Advertisement

Ekonometrinin sözlük tanımı; ekonomik verilerin arasındaki ilişkiyi matematik ve istatiksel yöntemlerle inceleyen bilim dalı olmasıdır. Ekonomistler de makroekonomik tahminler yaparken kendi içinde tutarlı olduklarını ve doğru sonuç vereceğini düşündükleri bileşenlerle bir model oluşturur ve oradan çıkan sonucu tahmin olarak verirler. Yani enflasyonda “x” bekliyorum derken, arkasında olması gereken bir bilim var aslında.

Türkiye ile ilgili yorum yaparken, ister istemez bazı göstergelere bakıyoruz. Bunların bir kısmı rakamlara dökebileceğimiz, bir kısmı ise dökemeyeceğimiz riskler. Ekonomistlerin ve ekonometri ile uğraşanların en büyük arzuları ise soyut sayılabilecek bu olguları rakam haline dönüştürerek inceleyebilmek.
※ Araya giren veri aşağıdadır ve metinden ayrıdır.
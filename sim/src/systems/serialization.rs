//! JSON export of frame state.
//!
//! Agent snapshots change every step, the marker field only on grid
//! regeneration. A [`FrameExport`] bundles both for hosts that want a single
//! document per frame; markers are omitted when the config hides them.

use crate::world::{MarkerFieldSnapshot, Snapshot};
use serde::{Deserialize, Serialize};

/// Agent snapshot plus, when displayed, the marker field.
#[derive(Debug, Clone, Default, Serialize, Deserialize)]
pub struct FrameExport {
    pub snapshot: Snapshot,
    #[serde(default, skip_serializing_if = "Option::is_none")]
    pub markers: Option<MarkerFieldSnapshot>,
}

impl FrameExport {
    /// Attach `markers` only if the snapshot asks for them to be displayed.
    pub fn new(snapshot: Snapshot, markers: MarkerFieldSnapshot) -> Self {
        let markers = snapshot.display_markers.then_some(markers);
        Self { snapshot, markers }
    }
}

pub fn snapshot_to_json(snapshot: &Snapshot) -> Result<String, serde_json::Error> {
    serde_json::to_string(snapshot)
}

pub fn snapshot_from_json(data: &str) -> Result<Snapshot, serde_json::Error> {
    serde_json::from_str(data)
}

pub fn marker_field_to_json(markers: &MarkerFieldSnapshot) -> Result<String, serde_json::Error> {
    serde_json::to_string(markers)
}

pub fn marker_field_from_json(data: &str) -> Result<MarkerFieldSnapshot, serde_json::Error> {
    serde_json::from_str(data)
}

pub fn frame_to_json(frame: &FrameExport) -> Result<String, serde_json::Error> {
    serde_json::to_string(frame)
}

pub fn frame_from_json(data: &str) -> Result<FrameExport, serde_json::Error> {
    serde_json::from_str(data)
}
Bu modelleri oluşturmak için kullanılacak veriler, kişinin kendi görüşüne, bakışına, kabulüne göre değişik boyutlar taşıyabilir.
Önemli olan modeli uzun vadeli, tutarlı, yol gösterebilecek yapıya kavuşturabilmek.

Örnek olarak Türkiye riskini ele alalım.

Riskler, ekonomik, finansal, politik olabilir. Bunların her biri ayrı gösterge ve başlıklar altında incelenebilir. Diğer ülkeler arasındaki yeri ve konumu da aynı parametreleri diğer ülkelere uyguladığınızda daha belirgin olarak ortaya çıkabilir.

Bloomberg’in ülke riski çalışması, tam da bu mantıkla hazırlanmış.

İçindeki parametreler kabul edilebilir ya da edilmeyebilir. Ancak, tek bir ülke için değil, birçok ülkeyi kapsadığı için tarafsızlıkla hazırlanmış olduğunu varsayabiliriz.

Riskleri 3 temel boyutta incelemişler:

1- Ekonomik
2- Finansal
3- Politik.
Bakalım, hangisinde neredeyiz:

1) Ekonomik risk skoru: Türkiye, ekonomik risk parametreleri açısından düşünüldüğünde, G-20 ülkeleri arasında orta sıralara yerleşiyor. Çünkü olumlu ve olumsuz parametreleri var. Örneğin bu modellemede önemli yer tutan büyüme, bizi pozitif tarafa çekiyor. Bütçe dengemiz, son zamanlarda bozulmuş görünse de, aslında diğer ülkelere kıyasla hala son derece güçlü. Bu iki unsur, bizi ortalara doğru çekerken, cari açık ve enflasyondaki bozulma, negatifimiz olarak öne çıkıyor.

2) Finansal risk skoru: Görüldüğü üzere Türkiye bu sonuca göre G-20 ülkeleri içerisinde en negatif tarafta. Yüksek faiz, para birimimizdeki oynaklık, gelecek beklentilerinde kötüleşme bizi aşağı çeken unsurlar. Aslında bu metrikte yapılan kullanılan parametrelerin neredeyse tamamı TL’de meydana gelen değer kaybı ve onun beraberinde getirdiklerini ölçüyor. Bununla da yetinmiyor, oynaklığın diğer para birimlerine göre yüksekliği ile beklentilerinde meydana gelen kötü yöndeki değişimi de hesaba katıyor. Sonuç ortada, TL’de belirsizlik; bizi aşağı çekiyor.


3) Politik risk: Burada ülkede ticaret yapma kolaylığı, şirket kurma süresi, regülatörlerin düzeni ve yaptırım gücü gibi etmenler parametreler kullanılıyor.  Tabi bir sonraki seçime kalan sürede katsayısı büyük parametrelerden biri. Aynı şekilde bundan doğrudan etkilenen kredi notu da. Dolayısıyla Brezilya’yı açıklamak oldukça kolay. En kötü politik risk skoru üreten Brezilya’da seneye seçim var ve kredi notlarının değişme ihtimali var. Biz ise; özellikle geçmişte yapısal reformların pazara girişi kolaylaştırması ve bürokratik süreçlerin hızlandırılması gibi birçok reformla G-20 içerisinde yerimizi daha iyi bir yere aldık. Ama bu riskin sonucu, dediğim gibi çok kolay değişebiliyor.

 

Son harita ise bu skorların her birinin toplanmış haliyle gösterimi. Geride kalan 3. çeyrekle beraber baktığımızda; az önce saydığımız tüm bu göstergeler bizde risk skorunun G-20 ülkeleri içerisinde zaman içerisinde kötümser tarafa evrildiğini gösteriyor.